No Shinkei Geka. 2003 Nov;31(11):1223-7.
We have observed dot-like low intensity spots (a dot-like hemosiderin spot: dotHS) on T2*-weighted (T2*-w) MRI, subsequently diagnosed histologically as previous microbleeds associated with lipohyalinosis, amyloid angiopathy and cerebral small vessel disease (SVD) including an intracerebral hematoma (ICH) and a lacunar infarction. According to the literature, primary aldosteronism (PA), characterized by hypertension, is related to SVD. A 49-year-old female with a long history of untreated hypertension secondary to PA was admitted to our hospital for medical examinations on July 18th, 2000. She had the stepwise development of dementia, dysarthria and gait disturbance (right hemiparesis). CT and MRI demonstrated multiple lacunar infarctions. She was readmitted to our hospital on Jan 23rd, 2002. A neurological examination revealed right hemiparesis, dysarthria and consciousness disturbance. CT on admission demonstrated ICH in the left midbrain. Six days after the hemorrhage, T2*-w MRI showed thirty-two dotHSs in the basal ganglias and the cortical-subcortical regions.
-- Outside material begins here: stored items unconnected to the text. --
//! Whole-run tests: setup, scheduler, classification, oracle and verdict
//! against in-memory targets.

use async_trait::async_trait;
use serde_json::json;
use shop_bench::{Runner, Scenario, ScenarioKind, ScenarioParams};
use shop_bench_core::{
    names, Account, ExecutorKind, LoginGrant, Method, MetricSummary, PreparedRequest, ProductSpec,
    ProvisionError, Provisioner, RawResponse, RequestTemplate, RunConfig, SessionBinding,
    SetupFailurePolicy, SetupPlan, StagePlan, StopReason, TargetClient, ThinkTime, UserSession,
};
use shop_bench_report::{render_text, Report, Threshold};
use shop_bench_samplers::Weighted;
use std::collections::HashMap;
use std::sync::atomic::{AtomicI64, AtomicUsize, Ordering};
use std::sync::Arc;
use std::time::Duration;

// =============================================================================
// In-memory service
// =============================================================================

/// Accepts every account and hands out one token per email
#[derive(Default)]
struct MemoryProvisioner {
    registered: AtomicUsize,
}

#[async_trait]
impl Provisioner for MemoryProvisioner {
    async fn register(&self, _account: &Account) -> Result<(), ProvisionError> {
        self.registered.fetch_add(1, Ordering::SeqCst);
        Ok(())
    }

    async fn login(&self, account: &Account) -> Result<LoginGrant, ProvisionError> {
        Ok(LoginGrant {
            access_token: format!("token:{}", account.email),
            subject: Some(account.email.clone()),
        })
    }

    async fn create_product(
        &self,
        _session: &UserSession,
        _product: &ProductSpec,
    ) -> Result<String, ProvisionError> {
        Ok("42".into())
    }

    async fn create_order(
        &self,
        _session: &UserSession,
        _product_id: &str,
        _quantity: u32,
    ) -> Result<(), ProvisionError> {
        Ok(())
    }
}

/// Order endpoint holding a finite stock, decremented in arrival order
struct StockedShop {
    stock: AtomicI64,
    orders: AtomicUsize,
}

impl StockedShop {
    fn new(stock: i64) -> Self {
        Self {
            stock: AtomicI64::new(stock),
            orders: AtomicUsize::new(0),
        }
    }
}

#[async_trait]
impl TargetClient for StockedShop {
    fn target_name(&self) -> &str {
        "stocked-shop"
    }

    async fn execute(&self, request: &PreparedRequest) -> RawResponse {
        if request.method != Method::Post || request.path != "/orders" {
            return RawResponse::with_status(404, "not found");
        }
        self.orders.fetch_add(1, Ordering::SeqCst);
        if self.stock.fetch_sub(1, Ordering::SeqCst) > 0 {
            RawResponse::with_status(201, json!({"id": 1}).to_string())
        } else {
            self.stock.fetch_add(1, Ordering::SeqCst);
            RawResponse::with_status(400, r#"{"detail":"INSUFFICIENT_STOCK"}"#)
        }
    }
}

/// Counts requests by path; the first `failures` calls answer 500
struct CountingTarget {
    calls: AtomicUsize,
    failures: usize,
    delay: Duration,
    by_path: parking_lot::Mutex<HashMap<String, usize>>,
}

impl CountingTarget {
    fn new(failures: usize) -> Self {
        Self {
            calls: AtomicUsize::new(0),
            failures,
            delay: Duration::ZERO,
            by_path: Default::default(),
        }
    }

    fn with_delay(mut self, delay: Duration) -> Self {
        self.delay = delay;
        self
    }

    fn hits(&self, path: &str) -> usize {
        self.by_path.lock().get(path).copied().unwrap_or(0)
    }
}

#[async_trait]
impl TargetClient for CountingTarget {
    fn target_name(&self) -> &str {
        "counting"
    }

    async fn execute(&self, request: &PreparedRequest) -> RawResponse {
        let n = self.calls.fetch_add(1, Ordering::SeqCst);
        *self.by_path.lock().entry(request.path.clone()).or_default() += 1;
        if !self.delay.is_zero() {
            tokio::time::sleep(self.delay).await;
        }
        if n < self.failures {
            RawResponse::with_status(500, "Internal Server Error")
        } else {
            RawResponse::with_status(200, "[]")
        }
    }
}

fn scenario(name: &str, run: RunConfig, mix: Vec<Weighted<RequestTemplate>>) -> Scenario {
    Scenario {
        name: name.into(),
        run,
        setup: SetupPlan::new("e2e"),
        mix,
        binding: SessionBinding::Anonymous,
        thresholds: Vec::new(),
        fairness: None,
        series: Vec::new(),
    }
}

fn counter(report: &Report, name: &str) -> u64 {
    match report.metrics.get(name) {
        Some(MetricSummary::Counter { count, .. }) => *count,
        other => panic!("{name} is not a counter: {other:?}"),
    }
}

// =============================================================================
// FIFO order under contention
// =============================================================================

// Single-threaded runtime: clients reach the shop in admission order, so the
// first ten ordinals are the earliest senders.
#[tokio::test(flavor = "current_thread")]
async fn test_fifo_earliest_senders_get_the_stock() {
    let params = ScenarioParams {
        run_id: "fifo".into(),
        users: Some(20),
        initial_stock: Some(10),
        ..Default::default()
    };
    let scenario = Scenario::preset(ScenarioKind::FifoOrder, &params).unwrap();
    let shop = Arc::new(StockedShop::new(10));
    let provisioner = Arc::new(MemoryProvisioner::default());

    let runner =
        Runner::new(scenario, shop.clone(), provisioner.clone()).with_signal_handling(false);
    let report = runner.run().await.unwrap();

    // population plus the primary account that owns the product
    assert_eq!(provisioner.registered.load(Ordering::SeqCst), 21);
    assert_eq!(shop.orders.load(Ordering::SeqCst), 20);
    assert_eq!(shop.stock.load(Ordering::SeqCst), 0);

    let verdict = report.fairness.as_ref().unwrap();
    assert_eq!(verdict.reported, 20);
    let mut winners = verdict.actual_winners.clone();
    winners.sort_unstable();
    assert_eq!(winners, (1..=10).collect::<Vec<_>>());
    assert!(verdict.is_fair());
    assert!(verdict.violations.is_empty());
    assert!(!report.partial);
    assert!(report.passed);
    assert_eq!(report.clients.setup_failed, 0);

    assert_eq!(counter(&report, names::SUCCESS_COUNT), 10);
    assert_eq!(counter(&report, names::FAIL_COUNT), 10);
    assert_eq!(counter(&report, names::STOCK_ERROR_COUNT), 10);
    assert_eq!(counter(&report, names::TIMEOUT_COUNT), 0);
    assert_eq!(counter(&report, names::SERVER_ERROR_COUNT), 0);
    assert!(report.metrics.contains_key(names::ORDER_DURATION));
}

#[tokio::test(flavor = "current_thread")]
async fn test_oversold_stock_fails_the_verdict() {
    let params = ScenarioParams {
        run_id: "oversold".into(),
        users: Some(6),
        initial_stock: Some(3),
        ..Default::default()
    };
    let scenario = Scenario::preset(ScenarioKind::FifoOrder, &params).unwrap();
    // The shop believes it has twice the advertised stock
    let shop = Arc::new(StockedShop::new(6));

    let runner = Runner::new(scenario, shop, Arc::new(MemoryProvisioner::default()))
        .with_signal_handling(false);
    let report = runner.run().await.unwrap();

    let verdict = report.fairness.as_ref().unwrap();
    assert!(verdict.oversold);
    assert_eq!(verdict.false_positives, vec![4, 5, 6]);
    assert!(report.fairness_violated());
    assert!(!report.passed);
    assert!(render_text(&report).contains("FAILED"));
}

// =============================================================================
// Weighted traffic mix
// =============================================================================

#[tokio::test]
async fn test_weighted_mix_split() {
    let run = RunConfig::new(ExecutorKind::SharedIterations {
        clients: 100,
        iterations: 1_000,
    })
    .with_max_concurrency(100)
    .with_max_duration(Duration::from_secs(30));
    let mix = vec![
        Weighted::new(RequestTemplate::get("products", "/products"), 70.0),
        Weighted::new(RequestTemplate::get("me", "/auth/users/me"), 30.0),
    ];
    let target = Arc::new(CountingTarget::new(0));

    let runner = Runner::new(
        scenario("mix", run, mix),
        target.clone(),
        Arc::new(MemoryProvisioner::default()),
    )
    .with_signal_handling(false);
    let report = runner.run().await.unwrap();

    assert_eq!(target.calls.load(Ordering::SeqCst), 1_000);
    let products = target.hits("/products");
    let me = target.hits("/auth/users/me");
    assert_eq!(products + me, 1_000);
    assert!((650..=750).contains(&products), "products: {products}");
    assert!((250..=350).contains(&me), "me: {me}");

    assert_eq!(runner.sink().count("http_reqs{request=products}") as usize, products);
    assert!(report.passed);
}

// =============================================================================
// Error rate and thresholds
// =============================================================================

#[tokio::test]
async fn test_error_rate_is_exact() {
    let run = RunConfig::new(ExecutorKind::SharedIterations {
        clients: 10,
        iterations: 100,
    })
    .with_max_concurrency(10);
    let mut scenario = scenario(
        "errors",
        run,
        vec![Weighted::new(RequestTemplate::get("list", "/products"), 1.0)],
    );
    scenario.thresholds = vec![
        Threshold::parse(names::ERROR_RATE, "rate<0.06").unwrap(),
        Threshold::parse(names::ERROR_RATE, "rate<0.05").unwrap(),
    ];

    let runner = Runner::new(
        scenario,
        Arc::new(CountingTarget::new(5)),
        Arc::new(MemoryProvisioner::default()),
    )
    .with_signal_handling(false);
    let report = runner.run().await.unwrap();

    match report.metrics.get(names::ERROR_RATE) {
        Some(MetricSummary::Rate { hits, total, rate }) => {
            assert_eq!(*hits, 5);
            assert_eq!(*total, 100);
            assert_eq!(*rate, 0.05);
        }
        other => panic!("unexpected error_rate summary: {other:?}"),
    }
    assert!(report.thresholds[0].passed);
    assert!(!report.thresholds[1].passed);
    assert_eq!(report.thresholds[1].observed, Some(0.05));
    assert!(!report.passed);
    assert_eq!(report.clients.setup_failed, 0);
}

// =============================================================================
// Deadline truncation
// =============================================================================

#[tokio::test]
async fn test_deadline_reports_partial_run_with_verdict() {
    let plan = StagePlan::ramp_hold_down(
        0,
        5,
        Duration::from_millis(200),
        Duration::from_secs(10),
        Duration::from_millis(200),
    );
    let run = RunConfig::new(ExecutorKind::RampingClients { plan })
        .with_max_concurrency(5)
        .with_max_duration(Duration::from_millis(600))
        .with_graceful_stop(Duration::from_millis(100))
        .with_think_time(ThinkTime::Fixed {
            delay: Duration::from_millis(10),
        });
    let mut scenario = scenario(
        "deadline",
        run,
        vec![Weighted::new(RequestTemplate::get("list", "/products"), 1.0)],
    );
    scenario.thresholds = vec![Threshold::parse(names::HTTP_REQ_DURATION, "p(95)<5000").unwrap()];

    let target = Arc::new(CountingTarget::new(0).with_delay(Duration::from_millis(20)));
    let runner = Runner::new(scenario, target.clone(), Arc::new(MemoryProvisioner::default()))
        .with_signal_handling(false);

    let started = std::time::Instant::now();
    let report = runner.run().await.unwrap();
    assert!(started.elapsed() < Duration::from_secs(5));

    assert!(report.partial);
    assert_eq!(report.stop_reason, Some(StopReason::Deadline));
    assert!(target.calls.load(Ordering::SeqCst) > 0);
    assert_eq!(report.thresholds.len(), 1);
    assert!(report.thresholds[0].observed.is_some());
    assert!(report.passed);
    assert!(render_text(&report).contains("PARTIAL"));
}

// =============================================================================
// Setup failures
// =============================================================================

struct LoginDown;

#[async_trait]
impl Provisioner for LoginDown {
    async fn register(&self, _account: &Account) -> Result<(), ProvisionError> {
        Ok(())
    }

    async fn login(&self, _account: &Account) -> Result<LoginGrant, ProvisionError> {
        Err(ProvisionError::Rejected {
            step: "login",
            status: 503,
            body: "unavailable".into(),
        })
    }

    async fn create_product(
        &self,
        _session: &UserSession,
        _product: &ProductSpec,
    ) -> Result<String, ProvisionError> {
        Ok("1".into())
    }

    async fn create_order(
        &self,
        _session: &UserSession,
        _product_id: &str,
        _quantity: u32,
    ) -> Result<(), ProvisionError> {
        Ok(())
    }
}

#[tokio::test]
async fn test_shared_session_failure_aborts_before_any_request() {
    let params = ScenarioParams {
        run_id: "abort".into(),
        ..Default::default()
    };
    let scenario = Scenario::preset(ScenarioKind::AuthStress, &params).unwrap();
    let target = Arc::new(CountingTarget::new(0));

    let runner = Runner::new(scenario, target.clone(), Arc::new(LoginDown))
        .with_signal_handling(false);
    let err = runner.run().await.unwrap_err();

    assert_eq!(err.kind, shop_bench_core::BenchErrorKind::Setup);
    assert_eq!(target.calls.load(Ordering::SeqCst), 0);

    let report = runner.generator().aborted(err.message);
    assert!(!report.passed);
    assert!(report.setup_error.is_some());
}

#[tokio::test]
async fn test_degraded_setup_reports_failure_without_partial() {
    let params = ScenarioParams {
        run_id: "degrade".into(),
        ..Default::default()
    };
    let mut scenario = Scenario::preset(ScenarioKind::AuthStress, &params).unwrap();
    scenario.setup.failure_policy = SetupFailurePolicy::DegradeToZeroClients;
    let target = Arc::new(CountingTarget::new(0));

    let runner = Runner::new(scenario, target.clone(), Arc::new(LoginDown))
        .with_signal_handling(false);
    let report = runner.run().await.expect("degraded setup still reports");

    assert!(!report.partial);
    assert!(!report.passed);
    assert!(report.setup_error.is_some());
    assert_eq!(report.stop_reason, Some(StopReason::Completed));
    assert_eq!(target.calls.load(Ordering::SeqCst), 0);
    assert!(render_text(&report).contains("DEGRADED (setup)"));
}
The incidence of ICH in patients with hypertension secondary to PA is reported to be higher than in patients with essential hypertension. Multiple dotHS may be associated with ICH, lacunar infarction, and severe microangiopathy related to hypertension secondary to PA.
我们在T2加权(T2 - w)磁共振成像(MRI)上观察到点状低强度信号灶(点状含铁血黄素沉着斑:dotHS),随后经组织学诊断为既往与脂质性透明变性、淀粉样血管病及包括脑内血肿(ICH)和腔隙性脑梗死在内的脑小血管病(SVD)相关的微出血。根据文献报道,以高血压为特征的原发性醛固酮增多症(PA)与SVD有关。一名49岁女性,因PA继发的高血压长期未治疗,于2000年7月18日入住我院进行医学检查。她出现了痴呆、构音障碍和步态障碍(右侧偏瘫)的逐步发展。CT和MRI显示多发腔隙性脑梗死。她于2002年1月23日再次入院。神经系统检查发现右侧偏瘫、构音障碍和意识障碍。入院时CT显示左侧中脑有ICH。出血6天后,T2* - w MRI显示基底节和皮质 - 皮质下区域有32个dotHS。据报道,PA继发高血压患者的ICH发生率高于原发性高血压患者。多个dotHS可能与ICH、腔隙性脑梗死以及与PA继发高血压相关的严重微血管病变有关。